▶ **WHAT TO DO**:
Every line of the entries that holds the word "owning" is to be copied.

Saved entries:
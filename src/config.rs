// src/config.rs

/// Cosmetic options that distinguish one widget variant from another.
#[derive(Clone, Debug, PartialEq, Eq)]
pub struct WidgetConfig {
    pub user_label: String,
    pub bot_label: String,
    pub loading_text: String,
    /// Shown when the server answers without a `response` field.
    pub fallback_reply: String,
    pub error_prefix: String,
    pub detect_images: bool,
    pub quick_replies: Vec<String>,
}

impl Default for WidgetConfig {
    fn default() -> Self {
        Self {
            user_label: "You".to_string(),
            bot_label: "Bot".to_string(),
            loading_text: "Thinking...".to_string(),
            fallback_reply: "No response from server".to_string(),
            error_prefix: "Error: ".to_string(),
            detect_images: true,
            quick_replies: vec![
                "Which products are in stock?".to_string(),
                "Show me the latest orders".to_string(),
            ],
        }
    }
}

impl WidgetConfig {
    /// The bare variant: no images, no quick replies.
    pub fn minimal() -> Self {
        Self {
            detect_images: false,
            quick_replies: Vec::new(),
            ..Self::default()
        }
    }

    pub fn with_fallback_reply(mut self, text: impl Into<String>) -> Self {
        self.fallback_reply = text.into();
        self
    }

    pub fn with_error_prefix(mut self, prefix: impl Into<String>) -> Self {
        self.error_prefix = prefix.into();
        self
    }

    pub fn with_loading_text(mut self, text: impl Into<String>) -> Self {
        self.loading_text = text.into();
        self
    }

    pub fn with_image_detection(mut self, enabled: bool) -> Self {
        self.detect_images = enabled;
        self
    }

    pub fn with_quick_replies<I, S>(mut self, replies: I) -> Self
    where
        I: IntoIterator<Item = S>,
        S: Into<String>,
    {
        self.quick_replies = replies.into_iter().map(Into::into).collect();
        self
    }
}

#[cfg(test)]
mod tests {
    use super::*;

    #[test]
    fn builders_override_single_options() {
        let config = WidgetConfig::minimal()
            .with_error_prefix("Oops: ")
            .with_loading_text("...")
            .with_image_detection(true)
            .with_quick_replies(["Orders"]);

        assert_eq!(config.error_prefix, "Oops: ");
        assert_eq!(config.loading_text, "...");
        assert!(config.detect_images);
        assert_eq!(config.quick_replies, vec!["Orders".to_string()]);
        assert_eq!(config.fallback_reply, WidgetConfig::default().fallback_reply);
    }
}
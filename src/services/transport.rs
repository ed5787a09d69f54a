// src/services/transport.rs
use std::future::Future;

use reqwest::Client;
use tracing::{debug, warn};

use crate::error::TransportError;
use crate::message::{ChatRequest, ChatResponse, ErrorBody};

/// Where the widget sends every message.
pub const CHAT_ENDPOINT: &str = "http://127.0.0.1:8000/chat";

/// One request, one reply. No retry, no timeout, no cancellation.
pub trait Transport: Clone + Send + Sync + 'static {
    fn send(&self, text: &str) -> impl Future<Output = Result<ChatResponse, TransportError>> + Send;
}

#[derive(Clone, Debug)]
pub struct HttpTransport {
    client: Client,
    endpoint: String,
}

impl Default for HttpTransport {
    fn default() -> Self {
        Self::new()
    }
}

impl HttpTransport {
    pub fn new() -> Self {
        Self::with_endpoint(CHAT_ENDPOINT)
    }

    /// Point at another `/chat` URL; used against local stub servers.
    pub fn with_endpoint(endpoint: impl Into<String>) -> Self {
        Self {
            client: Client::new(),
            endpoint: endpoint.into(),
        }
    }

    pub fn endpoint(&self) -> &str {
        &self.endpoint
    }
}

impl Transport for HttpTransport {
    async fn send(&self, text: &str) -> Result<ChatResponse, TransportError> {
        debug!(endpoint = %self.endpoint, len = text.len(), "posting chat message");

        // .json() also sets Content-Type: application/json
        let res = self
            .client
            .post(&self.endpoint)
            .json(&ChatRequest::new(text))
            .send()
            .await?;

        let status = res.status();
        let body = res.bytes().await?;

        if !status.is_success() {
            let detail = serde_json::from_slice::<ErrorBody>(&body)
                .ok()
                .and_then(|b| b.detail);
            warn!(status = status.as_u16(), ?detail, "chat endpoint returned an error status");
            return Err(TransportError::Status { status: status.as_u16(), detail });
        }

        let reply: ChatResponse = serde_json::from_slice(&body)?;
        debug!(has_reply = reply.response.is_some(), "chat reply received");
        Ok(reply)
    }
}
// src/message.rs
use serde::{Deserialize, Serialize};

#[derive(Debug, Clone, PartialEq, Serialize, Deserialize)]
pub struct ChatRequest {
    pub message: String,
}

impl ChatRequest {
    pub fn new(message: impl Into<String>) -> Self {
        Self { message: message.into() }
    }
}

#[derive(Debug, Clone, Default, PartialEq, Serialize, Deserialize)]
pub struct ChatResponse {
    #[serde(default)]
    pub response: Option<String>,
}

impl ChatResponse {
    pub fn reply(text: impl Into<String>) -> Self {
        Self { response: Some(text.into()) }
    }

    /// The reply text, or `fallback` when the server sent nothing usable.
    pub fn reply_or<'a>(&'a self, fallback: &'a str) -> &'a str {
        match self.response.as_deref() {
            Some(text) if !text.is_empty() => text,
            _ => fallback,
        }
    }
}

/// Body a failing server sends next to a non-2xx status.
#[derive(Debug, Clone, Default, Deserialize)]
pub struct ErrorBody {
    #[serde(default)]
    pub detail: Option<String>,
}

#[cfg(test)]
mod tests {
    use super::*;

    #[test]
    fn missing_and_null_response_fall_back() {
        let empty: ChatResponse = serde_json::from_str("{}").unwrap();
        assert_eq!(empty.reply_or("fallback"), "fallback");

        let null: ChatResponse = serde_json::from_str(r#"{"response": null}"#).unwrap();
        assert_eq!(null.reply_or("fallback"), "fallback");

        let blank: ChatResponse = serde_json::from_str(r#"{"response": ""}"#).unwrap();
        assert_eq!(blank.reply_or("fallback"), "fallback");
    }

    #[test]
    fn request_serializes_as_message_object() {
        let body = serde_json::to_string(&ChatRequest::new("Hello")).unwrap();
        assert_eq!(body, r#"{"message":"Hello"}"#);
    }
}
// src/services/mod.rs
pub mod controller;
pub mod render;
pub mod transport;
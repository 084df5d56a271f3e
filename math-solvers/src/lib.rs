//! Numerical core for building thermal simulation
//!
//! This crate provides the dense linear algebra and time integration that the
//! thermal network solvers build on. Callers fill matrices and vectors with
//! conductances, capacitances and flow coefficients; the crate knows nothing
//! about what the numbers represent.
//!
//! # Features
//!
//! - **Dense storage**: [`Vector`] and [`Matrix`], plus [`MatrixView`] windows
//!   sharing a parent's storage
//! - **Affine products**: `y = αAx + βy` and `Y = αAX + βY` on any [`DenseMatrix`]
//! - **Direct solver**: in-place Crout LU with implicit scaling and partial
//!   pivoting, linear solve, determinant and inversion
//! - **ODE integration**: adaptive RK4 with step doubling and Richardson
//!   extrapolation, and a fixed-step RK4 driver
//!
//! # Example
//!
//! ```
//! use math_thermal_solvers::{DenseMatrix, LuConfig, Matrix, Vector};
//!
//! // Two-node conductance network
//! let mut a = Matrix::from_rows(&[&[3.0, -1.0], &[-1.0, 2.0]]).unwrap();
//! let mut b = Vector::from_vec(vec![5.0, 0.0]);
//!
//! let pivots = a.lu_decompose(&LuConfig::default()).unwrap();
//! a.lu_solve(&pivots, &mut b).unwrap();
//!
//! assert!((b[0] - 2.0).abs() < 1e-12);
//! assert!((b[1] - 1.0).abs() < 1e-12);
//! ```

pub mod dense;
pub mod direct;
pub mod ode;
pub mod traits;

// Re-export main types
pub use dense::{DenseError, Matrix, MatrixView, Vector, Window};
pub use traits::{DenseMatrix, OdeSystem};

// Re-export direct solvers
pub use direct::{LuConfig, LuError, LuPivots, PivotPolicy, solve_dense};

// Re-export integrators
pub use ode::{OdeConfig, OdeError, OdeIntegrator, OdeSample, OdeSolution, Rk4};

...

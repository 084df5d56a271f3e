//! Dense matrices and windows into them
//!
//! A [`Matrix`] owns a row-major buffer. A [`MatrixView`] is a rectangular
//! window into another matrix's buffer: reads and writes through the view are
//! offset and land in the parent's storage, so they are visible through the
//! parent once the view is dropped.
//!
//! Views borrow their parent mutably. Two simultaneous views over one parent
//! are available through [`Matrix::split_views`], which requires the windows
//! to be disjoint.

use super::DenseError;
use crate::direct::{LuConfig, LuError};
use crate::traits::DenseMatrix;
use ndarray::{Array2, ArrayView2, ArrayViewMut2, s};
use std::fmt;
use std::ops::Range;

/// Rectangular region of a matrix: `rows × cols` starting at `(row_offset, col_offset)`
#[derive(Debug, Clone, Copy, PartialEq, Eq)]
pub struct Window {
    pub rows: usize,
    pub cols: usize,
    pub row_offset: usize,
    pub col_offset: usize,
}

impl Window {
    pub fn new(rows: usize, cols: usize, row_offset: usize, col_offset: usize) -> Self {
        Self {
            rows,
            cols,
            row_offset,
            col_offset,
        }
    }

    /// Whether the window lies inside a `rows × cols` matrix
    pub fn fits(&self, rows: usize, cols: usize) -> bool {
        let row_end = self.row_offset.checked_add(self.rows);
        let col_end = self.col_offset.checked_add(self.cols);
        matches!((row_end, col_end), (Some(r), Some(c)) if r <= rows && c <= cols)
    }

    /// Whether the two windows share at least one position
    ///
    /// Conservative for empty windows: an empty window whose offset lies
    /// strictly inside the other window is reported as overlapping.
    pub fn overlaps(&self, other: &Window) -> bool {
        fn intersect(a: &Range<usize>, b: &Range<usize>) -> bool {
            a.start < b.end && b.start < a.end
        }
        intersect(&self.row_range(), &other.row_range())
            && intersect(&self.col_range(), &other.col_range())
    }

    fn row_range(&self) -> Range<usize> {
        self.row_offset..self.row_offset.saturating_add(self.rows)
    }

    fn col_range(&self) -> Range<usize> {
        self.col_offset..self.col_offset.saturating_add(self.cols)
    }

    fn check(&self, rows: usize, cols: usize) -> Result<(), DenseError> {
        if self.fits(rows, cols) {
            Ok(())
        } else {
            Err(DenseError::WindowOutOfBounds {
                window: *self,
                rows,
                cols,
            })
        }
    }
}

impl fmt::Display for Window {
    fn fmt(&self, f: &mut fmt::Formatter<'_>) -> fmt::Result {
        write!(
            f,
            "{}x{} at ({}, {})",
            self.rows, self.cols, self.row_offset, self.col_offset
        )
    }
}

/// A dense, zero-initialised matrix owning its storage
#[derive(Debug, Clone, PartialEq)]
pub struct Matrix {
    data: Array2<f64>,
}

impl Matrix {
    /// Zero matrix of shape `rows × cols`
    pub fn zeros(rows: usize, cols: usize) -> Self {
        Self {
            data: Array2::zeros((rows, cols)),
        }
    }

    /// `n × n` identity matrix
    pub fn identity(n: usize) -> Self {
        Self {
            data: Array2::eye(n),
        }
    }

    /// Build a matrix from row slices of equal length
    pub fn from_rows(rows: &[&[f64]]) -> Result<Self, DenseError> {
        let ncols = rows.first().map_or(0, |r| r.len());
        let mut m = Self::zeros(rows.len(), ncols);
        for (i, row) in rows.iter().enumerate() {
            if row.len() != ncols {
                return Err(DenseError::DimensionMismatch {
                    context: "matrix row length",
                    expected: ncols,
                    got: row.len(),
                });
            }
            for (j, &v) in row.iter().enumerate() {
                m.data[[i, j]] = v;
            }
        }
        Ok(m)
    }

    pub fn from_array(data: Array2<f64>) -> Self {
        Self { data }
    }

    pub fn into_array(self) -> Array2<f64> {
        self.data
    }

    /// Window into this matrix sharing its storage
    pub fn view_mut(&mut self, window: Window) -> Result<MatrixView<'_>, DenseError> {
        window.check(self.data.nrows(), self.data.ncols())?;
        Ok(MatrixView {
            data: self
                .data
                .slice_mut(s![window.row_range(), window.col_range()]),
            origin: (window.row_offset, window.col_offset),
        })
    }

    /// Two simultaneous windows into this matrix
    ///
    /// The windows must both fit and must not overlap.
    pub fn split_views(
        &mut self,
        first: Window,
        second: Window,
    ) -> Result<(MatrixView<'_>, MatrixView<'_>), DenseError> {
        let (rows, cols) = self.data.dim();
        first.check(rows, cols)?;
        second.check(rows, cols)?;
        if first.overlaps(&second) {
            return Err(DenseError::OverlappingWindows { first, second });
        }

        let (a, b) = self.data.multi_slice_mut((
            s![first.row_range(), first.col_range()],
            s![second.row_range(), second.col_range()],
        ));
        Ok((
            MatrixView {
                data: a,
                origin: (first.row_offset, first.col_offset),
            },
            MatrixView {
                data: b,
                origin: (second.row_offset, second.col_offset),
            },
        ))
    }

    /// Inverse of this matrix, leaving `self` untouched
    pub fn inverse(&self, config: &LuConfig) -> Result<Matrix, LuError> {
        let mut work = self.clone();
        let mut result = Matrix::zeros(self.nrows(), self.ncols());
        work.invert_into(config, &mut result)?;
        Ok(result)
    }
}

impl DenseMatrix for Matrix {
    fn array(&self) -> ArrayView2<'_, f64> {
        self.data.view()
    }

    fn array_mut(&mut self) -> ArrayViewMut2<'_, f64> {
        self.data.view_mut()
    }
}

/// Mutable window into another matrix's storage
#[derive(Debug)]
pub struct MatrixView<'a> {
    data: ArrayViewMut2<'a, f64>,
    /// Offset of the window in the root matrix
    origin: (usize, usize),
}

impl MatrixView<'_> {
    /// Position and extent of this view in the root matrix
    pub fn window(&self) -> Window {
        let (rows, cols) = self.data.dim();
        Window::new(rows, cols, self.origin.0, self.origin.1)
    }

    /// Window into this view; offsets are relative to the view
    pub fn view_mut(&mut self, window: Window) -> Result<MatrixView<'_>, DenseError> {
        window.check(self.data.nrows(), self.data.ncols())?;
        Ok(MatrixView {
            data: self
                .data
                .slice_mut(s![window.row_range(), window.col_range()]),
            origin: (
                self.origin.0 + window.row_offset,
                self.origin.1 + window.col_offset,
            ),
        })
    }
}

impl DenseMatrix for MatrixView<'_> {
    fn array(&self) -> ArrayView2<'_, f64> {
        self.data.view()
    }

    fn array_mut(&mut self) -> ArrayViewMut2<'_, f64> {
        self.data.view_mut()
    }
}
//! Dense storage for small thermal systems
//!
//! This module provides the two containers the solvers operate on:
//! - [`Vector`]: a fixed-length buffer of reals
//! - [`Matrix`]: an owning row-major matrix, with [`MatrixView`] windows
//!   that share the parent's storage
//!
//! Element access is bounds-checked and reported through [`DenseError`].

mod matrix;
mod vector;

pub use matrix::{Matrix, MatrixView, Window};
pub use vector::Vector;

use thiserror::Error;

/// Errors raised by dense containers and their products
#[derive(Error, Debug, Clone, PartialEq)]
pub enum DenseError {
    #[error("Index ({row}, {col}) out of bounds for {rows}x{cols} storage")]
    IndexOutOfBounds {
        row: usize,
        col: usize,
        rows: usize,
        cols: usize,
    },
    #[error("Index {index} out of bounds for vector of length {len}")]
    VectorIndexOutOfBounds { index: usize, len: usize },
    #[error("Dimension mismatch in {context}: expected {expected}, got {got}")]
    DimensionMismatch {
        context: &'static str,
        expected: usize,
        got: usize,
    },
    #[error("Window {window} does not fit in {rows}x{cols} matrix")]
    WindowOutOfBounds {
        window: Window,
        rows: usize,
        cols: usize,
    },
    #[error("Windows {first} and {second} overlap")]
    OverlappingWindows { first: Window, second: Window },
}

▶ **RESULT OF THE EXERCISE**:
/// A dense, zero-initialised matrix owning its storage
//! - [`Matrix`]: an owning row-major matrix, with [`MatrixView`] windows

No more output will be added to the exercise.